BEGIN Task inputs

use std::fmt;
use std::hash::{Hash, Hasher};

use smol_str::SmolStr;

/// An immutable structural path used as a resolution key.
///
/// Components compare case-insensitively: two symbols are equal iff they
/// have the same number of components and every pair of components matches
/// ignoring ASCII case. A symbol never changes once built; renames produce
/// new symbols.
#[derive(Clone, Debug, Eq)]
pub struct Symbol {
    parts: Vec<SmolStr>,
}

impl Symbol {
    pub fn from_parts<I, S>(parts: I) -> Self
    where
        I: IntoIterator<Item = S>,
        S: Into<SmolStr>,
    {
        Self {
            parts: parts.into_iter().map(Into::into).collect(),
        }
    }

    /// Split a dotted qualified name (`Model1.Customer`) into components.
    pub fn from_dotted(raw: &str) -> Self {
        Self::from_parts(raw.split('.'))
    }

    /// A new symbol with one more trailing component.
    pub fn child(&self, part: impl Into<SmolStr>) -> Self {
        let mut parts = self.parts.clone();
        parts.push(part.into());
        Self { parts }
    }

    pub fn parts(&self) -> &[SmolStr] {
        &self.parts
    }

    pub fn len(&self) -> usize {
        self.parts.len()
    }

    pub fn is_empty(&self) -> bool {
        self.parts.is_empty()
    }

    /// Final path component, if any.
    pub fn last(&self) -> Option<&str> {
        self.parts.last().map(|p| p.as_str())
    }
}

impl PartialEq for Symbol {
    fn eq(&self, other: &Self) -> bool {
        self.parts.len() == other.parts.len()
            && self
                .parts
                .iter()
                .zip(&other.parts)
                .all(|(a, b)| a.eq_ignore_ascii_case(b))
    }
}

impl Hash for Symbol {
    fn hash<H: Hasher>(&self, state: &mut H) {
        for part in &self.parts {
            for byte in part.bytes() {
                state.write_u8(byte.to_ascii_lowercase());
            }
            // Component separator so ["ab","c"] != ["a","bc"]
            state.write_u8(0);
        }
    }
}

impl fmt::Display for Symbol {
    fn fmt(&self, f: &mut fmt::Formatter<'_>) -> fmt::Result {
        for (index, part) in self.parts.iter().enumerate() {
            if index > 0 {
                f.write_str(".")?;
            }
            f.write_str(part)?;
        }
        Ok(())
    }
}

/// Pairs the symbol a reference is expected to resolve under with the raw
/// reference text it was computed from.
#[derive(Clone, Debug, PartialEq)]
pub struct NormalizedName {
    pub symbol: Symbol,
    pub raw: SmolStr,
}

impl NormalizedName {
    pub fn new(symbol: Symbol, raw: impl Into<SmolStr>) -> Self {
        Self {
            symbol,
            raw: raw.into(),
        }
    }
}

END Task inputs

● **Assigned task**
The entries shown above should be duplicated exactly.

● **Written solution**
use std::fmt;
use std::hash::{Hash, Hasher};

use smol_str::SmolStr;

/// An immutable structural path used as a resolution key.
///
/// Components compare case-insensitively: two symbols are equal iff they
/// have the same number of components and every pair of components matches
/// ignoring ASCII case. A symbol never changes once built; renames produce
/// new symbols.
#[derive(Clone, Debug, Eq)]
pub struct Symbol {
    parts: Vec<SmolStr>,
}

impl Symbol {
    pub fn from_parts<I, S>(parts: I) -> Self
    where
        I: IntoIterator<Item = S>,
        S: Into<SmolStr>,
    {
        Self {
            parts: parts.into_iter().map(Into::into).collect(),
        }
    }

    /// Split a dotted qualified name (`Model1.Customer`) into components.
    pub fn from_dotted(raw: &str) -> Self {
        Self::from_parts(raw.split('.'))
    }

    /// A new symbol with one more trailing component.
    pub fn child(&self, part: impl Into<SmolStr>) -> Self {
        let mut parts = self.parts.clone();
        parts.push(part.into());
        Self { parts }
    }

    pub fn parts(&self) -> &[SmolStr] {
        &self.parts
    }

    pub fn len(&self) -> usize {
        self.parts.len()
    }

    pub fn is_empty(&self) -> bool {
        self.parts.is_empty()
    }

    /// Final path component, if any.
    pub fn last(&self) -> Option<&str> {
        self.parts.last().map(|p| p.as_str())
    }
}

impl PartialEq for Symbol {
    fn eq(&self, other: &Self) -> bool {
        self.parts.len() == other.parts.len()
            && self
                .parts
                .iter()
                .zip(&other.parts)
                .all(|(a, b)| a.eq_ignore_ascii_case(b))
    }
}

impl Hash for Symbol {
    fn hash<H: Hasher>(&self, state: &mut H) {
        for part in &self.parts {
            for byte in part.bytes() {
                state.write_u8(byte.to_ascii_lowercase());
            }
            // Component separator so ["ab","c"] != ["a","bc"]
            state.write_u8(0);
        }
    }
}

impl fmt::Display for Symbol {
    fn fmt(&self, f: &mut fmt::Formatter<'_>) -> fmt::Result {
        for (index, part) in self.parts.iter().enumerate() {
            if index > 0 {
                f.write_str(".")?;
            }
            f.write_str(part)?;
        }
        Ok(())
    }
}

/// Pairs the symbol a reference is expected to resolve under with the raw
/// reference text it was computed from.
#[derive(Clone, Debug, PartialEq)]
pub struct NormalizedName {
    pub symbol: Symbol,
    pub raw: SmolStr,
}

impl NormalizedName {
    pub fn new(symbol: Symbol, raw: impl Into<SmolStr>) -> Self {
        Self {
            symbol,
            raw: raw.into(),
        }
    }
}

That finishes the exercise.